I know this is a long email, but if you could find the time to reply,
it would be greatly appreciated.
I am in the design phase of a new project and am trying to determine
how to use data sharding and replication together to offer
high-availability, performance, and easy scalability for the site.
It's a social network with many of the typical social network site
features (profiles, photos, comments, videos, etc). We are using the
LAMP environment. I've looked into MySQL Cluster and after
researching it, decided not to use it. Instead, I've chosen to use
data sharding and replication.
We anticipate the database to grow very quickly over the next 12
months. We expect the database to reach around 800GB by the end of
the 12 months. As the database size grows the number of transactions
per second will also grow to the point that a single master MySQL
server will probably not be able to keep up. So we are looking at
ways to distribute the load of the database requests. We anticipate
the ratio of READs to WRITEs to be 6 to 1 over the course of the 12
month period. That is 6 selects to every insert/update.
- The MySQL machines will all have atleast 8GB RAM, 4-8 cores of CPU,
and plenty of 10-15K RPM diskspace, 1Gbit Ethernet connections.
- The data will be mostly of types int, tinyint, timestamp, enum, and
varchar (nothing more than varchar(500)).
- Photos, videos, or any other files will not be stored in the
database.
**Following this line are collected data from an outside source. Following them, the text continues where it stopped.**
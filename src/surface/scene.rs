// Retained vector scene: lifespan paths, three axes and the cursor overlay. Exports SVG.

use super::{AxisElement, AxisKind, CursorElement, PathElement, VectorSurface};
use crate::models::{Layout, Point};
use std::collections::BTreeMap;
use std::fmt::Write;

#[derive(Debug, Clone, Default)]
pub struct Scene {
    paths: BTreeMap<usize, Vec<PathElement>>,
    axes: BTreeMap<AxisKind, AxisElement>,
    cursor: Option<CursorElement>,
}

impl Scene {
    pub fn paths(&self, lifespan: usize) -> &[PathElement] {
        self.paths.get(&lifespan).map(Vec::as_slice).unwrap_or(&[])
    }

    /// Total bound path elements across all lifespans.
    pub fn path_count(&self) -> usize {
        self.paths.values().map(Vec::len).sum()
    }

    pub fn axis(&self, kind: AxisKind) -> Option<&AxisElement> {
        self.axes.get(&kind)
    }

    pub fn cursor(&self) -> Option<&CursorElement> {
        self.cursor.as_ref()
    }

    /// Render the scene as a standalone SVG document of `layout`'s size.
    pub fn to_svg(&self, layout: &Layout) -> String {
        let mut svg = String::new();
        let _ = writeln!(
            svg,
            r#"<svg xmlns="http://www.w3.org/2000/svg" width="{w}" height="{h}" viewBox="0 0 {w} {h}">"#,
            w = layout.width,
            h = layout.height
        );
        let _ = writeln!(
            svg,
            r#"<clipPath id="plot-clip"><rect x="0" y="{}" width="{}" height="{}"/></clipPath>"#,
            layout.margins.top,
            layout.drawable_width(),
            layout.height
        );
        let _ = writeln!(
            svg,
            r#"<g transform="translate({}, 0)">"#,
            layout.margins.left
        );
        let _ = writeln!(svg, r#"<g clip-path="url(#plot-clip)">"#);
        for (lifespan, paths) in &self.paths {
            let _ = writeln!(svg, r#"<g class="lifespan" data-index="{lifespan}">"#);
            for path in paths {
                let _ = writeln!(
                    svg,
                    r#"<polyline fill="none" stroke="{}" stroke-width="{}" stroke-linejoin="round" stroke-linecap="round" points="{}"/>"#,
                    path.stroke.color,
                    path.stroke.width,
                    points_attr(&path.points)
                );
            }
            svg.push_str("</g>\n");
        }
        if let Some(cursor) = self.cursor.as_ref().filter(|c| !c.is_hidden()) {
            write_cursor(&mut svg, cursor);
        }
        svg.push_str("</g>\n");
        for axis in self.axes.values() {
            write_axis(&mut svg, axis);
        }
        svg.push_str("</g>\n</svg>\n");
        svg
    }
}

fn points_attr(points: &[Point]) -> String {
    points
        .iter()
        .map(|p| format!("{:.2},{:.2}", p.x, p.y))
        .collect::<Vec<_>>()
        .join(" ")
}

fn escape(text: &str) -> String {
    text.replace('&', "&amp;")
        .replace('<', "&lt;")
        .replace('>', "&gt;")
}

fn write_cursor(svg: &mut String, cursor: &CursorElement) {
    const COLOR: &str = "rgba(216, 245, 19, 0.75)";
    for line in [cursor.vertical, cursor.horizontal] {
        let _ = writeln!(
            svg,
            r#"<line x1="{}" y1="{}" x2="{}" y2="{}" stroke="{COLOR}" stroke-width="1" stroke-dasharray="3,3"/>"#,
            line.from.x, line.from.y, line.to.x, line.to.y
        );
    }
    let _ = writeln!(
        svg,
        r#"<text x="{}" y="{}" fill="rgb(216, 245, 19)" font-size="12">{}</text>"#,
        cursor.label_at.x,
        cursor.label_at.y,
        escape(&cursor.label)
    );
    let _ = writeln!(
        svg,
        r#"<circle cx="{}" cy="{}" r="4" fill="red"/>"#,
        cursor.dot.x, cursor.dot.y
    );
}

fn write_axis(svg: &mut String, axis: &AxisElement) {
    const TICK: f64 = 6.0;
    let _ = writeln!(
        svg,
        r#"<g class="axis-{:?}" transform="translate({}, {})" font-size="10" fill="currentColor">"#,
        axis.kind, axis.origin.x, axis.origin.y
    );
    for tick in &axis.ticks {
        let (line, text) = match axis.kind {
            AxisKind::Time => (
                format!(r#"x1="{p}" y1="0" x2="{p}" y2="{TICK}""#, p = tick.position),
                format!(
                    r#"x="{}" y="{}" text-anchor="middle""#,
                    tick.position,
                    TICK + 12.0
                ),
            ),
            AxisKind::Buckets => (
                format!(r#"x1="0" y1="{p}" x2="{TICK}" y2="{p}""#, p = tick.position),
                format!(r#"x="{}" y="{}" dy="0.32em""#, TICK + 3.0, tick.position),
            ),
            AxisKind::Metric => (
                format!(r#"x1="-{TICK}" y1="{p}" x2="0" y2="{p}""#, p = tick.position),
                format!(
                    r#"x="-{}" y="{}" dy="0.32em" text-anchor="end""#,
                    TICK + 3.0,
                    tick.position
                ),
            ),
        };
        let _ = writeln!(
            svg,
            r#"<line {line} stroke="currentColor"/><text {text}>{}</text>"#,
            escape(&tick.label)
        );
    }
    svg.push_str("</g>\n");
}

impl VectorSurface for Scene {
    fn bind_paths(&mut self, lifespan: usize, paths: Vec<PathElement>) {
        if paths.is_empty() {
            self.paths.remove(&lifespan);
        } else {
            self.paths.insert(lifespan, paths);
        }
    }

    fn update_axis(&mut self, axis: &AxisElement) {
        self.axes.insert(axis.kind, axis.clone());
    }

    fn update_cursor(&mut self, cursor: &CursorElement) {
        self.cursor = Some(cursor.clone());
    }

    fn clear(&mut self) {
        self.paths.clear();
        self.axes.clear();
        self.cursor = None;
    }
}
Only the meta data for them (i.e. where they are).
- We're either going to go with MySQL 5.0 or MySQL 5.1, not sure yet.
We want to do the following:
A number of web servers (running php/apache) sitting behind some squid
Behind the web servers would be the database layer, which would consist of:
- shards sitting on a number of MySQL servers.
- for HA the MySQL servers would be set up in a Master-Master
(active/passive) configuration as is described in High Performance
MySQL 2nd edition on page 365. This would allow for online
maintenance and other goodies (as described in the book).
- a MySQL server that would act as a directory to locate
information in the shards (i.e user1's data sits in shard 1, thread3's
messages all sit on shard 4, etc)
- we would also use memcached in front of these MySQL servers to
help with the expected loads.
- This would allow us to scale quickly and easier (especially the WRITEs).
My concerns with this setup is:
1. It would seem that without creating another level of MySQL servers
that would act as directories, the 1 MySQL server that would act as a
directory in the current setup could become overwhelmed, because of
the millions of users, comments, photos, etc that need to be looked up
for each and every request? Is there a solution to this problem?
2. How many millions of rows can be inserted into a table before I
should start worrying about performance and capacity?
3. Can you comment on the proposed setup? Do you see any flaws,
possible problems, or inconsistencies? Any ideas would be
Thanks for any advice and insights!